[SUPPLIED DATA Boundary: Start]
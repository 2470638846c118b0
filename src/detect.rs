use crate::{error::Result, video::Frame};

/// Detector output boxes are in pixels of the frame they were found in.
#[derive(Debug, Clone, Copy, PartialEq, Eq)]
pub struct BoundingBox {
    pub x: i32,
    pub y: i32,
    pub width: i32,
    pub height: i32,
}

impl BoundingBox {
    pub fn new(x: i32, y: i32, width: i32, height: i32) -> Self {
        Self {
            x,
            y,
            width,
            height,
        }
    }

    pub fn area(&self) -> i64 {
        self.width as i64 * self.height as i64
    }
}

/// Screen point to steer towards plus a size metric used to hold distance.
#[derive(Debug, Clone, Copy, PartialEq)]
pub struct TargetPoint {
    pub x: f32,
    pub y: f32,
    pub size: f32,
}

/// How a box is turned into a distance signal. Both variants land in a
/// comparable numeric range so one setpoint works for either detector.
#[derive(Debug, Clone, Copy, PartialEq, Eq, Default)]
pub enum DistanceMetric {
    /// Faces: aim at the box centre, size is the box height.
    #[default]
    BoxHeight,
    /// People: aim at the upper third, size is box area per mille of the frame.
    AreaRatio,
}

const AREA_RATIO_SCALE: f32 = 1000.0;

impl DistanceMetric {
    pub fn target(&self, b: &BoundingBox, frame_size: (u32, u32)) -> TargetPoint {
        let x = b.x as f32 + b.width as f32 / 2.0;
        match self {
            DistanceMetric::BoxHeight => TargetPoint {
                x,
                y: b.y as f32 + b.height as f32 / 2.0,
                size: b.height as f32,
            },
            DistanceMetric::AreaRatio => {
                let frame_area = (frame_size.0 as f32 * frame_size.1 as f32).max(1.0);
                TargetPoint {
                    x,
                    y: b.y as f32 + b.height as f32 / 3.0,
                    size: (b.area() as f32 / frame_area * AREA_RATIO_SCALE).trunc(),
                }
            }
        }
    }
}

/// Zero or more boxes. Multi-class detectors may pick the target themselves.
#[derive(Debug, Clone, Default, PartialEq)]
pub struct Detections {
    pub boxes: Vec<BoundingBox>,
    pub target: Option<TargetPoint>,
}

impl Detections {
    pub fn none() -> Self {
        Self::default()
    }

    pub fn from_boxes(boxes: Vec<BoundingBox>) -> Self {
        Self {
            boxes,
            target: None,
        }
    }

    pub fn is_empty(&self) -> bool {
        self.boxes.is_empty() && self.target.is_none()
    }

    /// Target chosen by the detector, else derived from the first box.
    pub fn target_point(&self, metric: DistanceMetric, frame_size: (u32, u32)) -> Option<TargetPoint> {
        self.target
            .or_else(|| self.boxes.first().map(|b| metric.target(b, frame_size)))
    }
}

/// Object detector run by the follow controller. Inference itself lives
/// outside this crate; implementors only adapt their output.
pub trait Detector: Send {
    fn detect(&mut self, frame: &Frame) -> Result<Detections>;
}

impl<F> Detector for F
where
    F: FnMut(&Frame) -> Result<Detections> + Send,
{
    fn detect(&mut self, frame: &Frame) -> Result<Detections> {
        self(frame)
    }
}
[SUPPLIED DATA Boundary: End]
*AIM OF THE EXERCISE:*
Each line of the material must be copied exactly.

*REPLY TO THE EXERCISE:*
repository 2470638846c118b0
filename src/detect.rs
use crate::{error::Result, video::Frame};

/// Detector output boxes are in pixels of the frame they were found in.
#[derive(Debug, Clone, Copy, PartialEq, Eq)]
pub struct BoundingBox {
    pub x: i32,
    pub y: i32,
    pub width: i32,
    pub height: i32,
}

impl BoundingBox {
    pub fn new(x: i32, y: i32, width: i32, height: i32) -> Self {
        Self {
            x,
            y,
            width,
            height,
        }
    }

    pub fn area(&self) -> i64 {
        self.width as i64 * self.height as i64
    }
}

/// Screen point to steer towards plus a size metric used to hold distance.
#[derive(Debug, Clone, Copy, PartialEq)]
pub struct TargetPoint {
    pub x: f32,
    pub y: f32,
    pub size: f32,
}

/// How a box is turned into a distance signal. Both variants land in a
/// comparable numeric range so one setpoint works for either detector.
#[derive(Debug, Clone, Copy, PartialEq, Eq, Default)]
pub enum DistanceMetric {
    /// Faces: aim at the box centre, size is the box height.
    #[default]
    BoxHeight,
    /// People: aim at the upper third, size is box area per mille of the frame.
    AreaRatio,
}

const AREA_RATIO_SCALE: f32 = 1000.0;

impl DistanceMetric {
    pub fn target(&self, b: &BoundingBox, frame_size: (u32, u32)) -> TargetPoint {
        let x = b.x as f32 + b.width as f32 / 2.0;
        match self {
            DistanceMetric::BoxHeight => TargetPoint {
                x,
                y: b.y as f32 + b.height as f32 / 2.0,
                size: b.height as f32,
            },
            DistanceMetric::AreaRatio => {
                let frame_area = (frame_size.0 as f32 * frame_size.1 as f32).max(1.0);
                TargetPoint {
                    x,
                    y: b.y as f32 + b.height as f32 / 3.0,
                    size: (b.area() as f32 / frame_area * AREA_RATIO_SCALE).trunc(),
                }
            }
        }
    }
}

/// Zero or more boxes. Multi-class detectors may pick the target themselves.
#[derive(Debug, Clone, Default, PartialEq)]
pub struct Detections {
    pub boxes: Vec<BoundingBox>,
    pub target: Option<TargetPoint>,
}

impl Detections {
    pub fn none() -> Self {
        Self::default()
    }

    pub fn from_boxes(boxes: Vec<BoundingBox>) -> Self {
        Self {
            boxes,
            target: None,
        }
    }

    pub fn is_empty(&self) -> bool {
        self.boxes.is_empty() && self.target.is_none()
    }

    /// Target chosen by the detector, else derived from the first box.
    pub fn target_point(&self, metric: DistanceMetric, frame_size: (u32, u32)) -> Option<TargetPoint> {
        self.target
            .or_else(|| self.boxes.first().map(|b| metric.target(b, frame_size)))
    }
}

/// Object detector run by the follow controller. Inference itself lives
/// outside this crate; implementors only adapt their output.
pub trait Detector: Send {
    fn detect(&mut self, frame: &Frame) -> Result<Detections>;
}

impl<F> Detector for F
where
    F: FnMut(&Frame) -> Result<Detections> + Send,
{
    fn detect(&mut self, frame: &Frame) -> Result<Detections> {
        self(frame)
    }
}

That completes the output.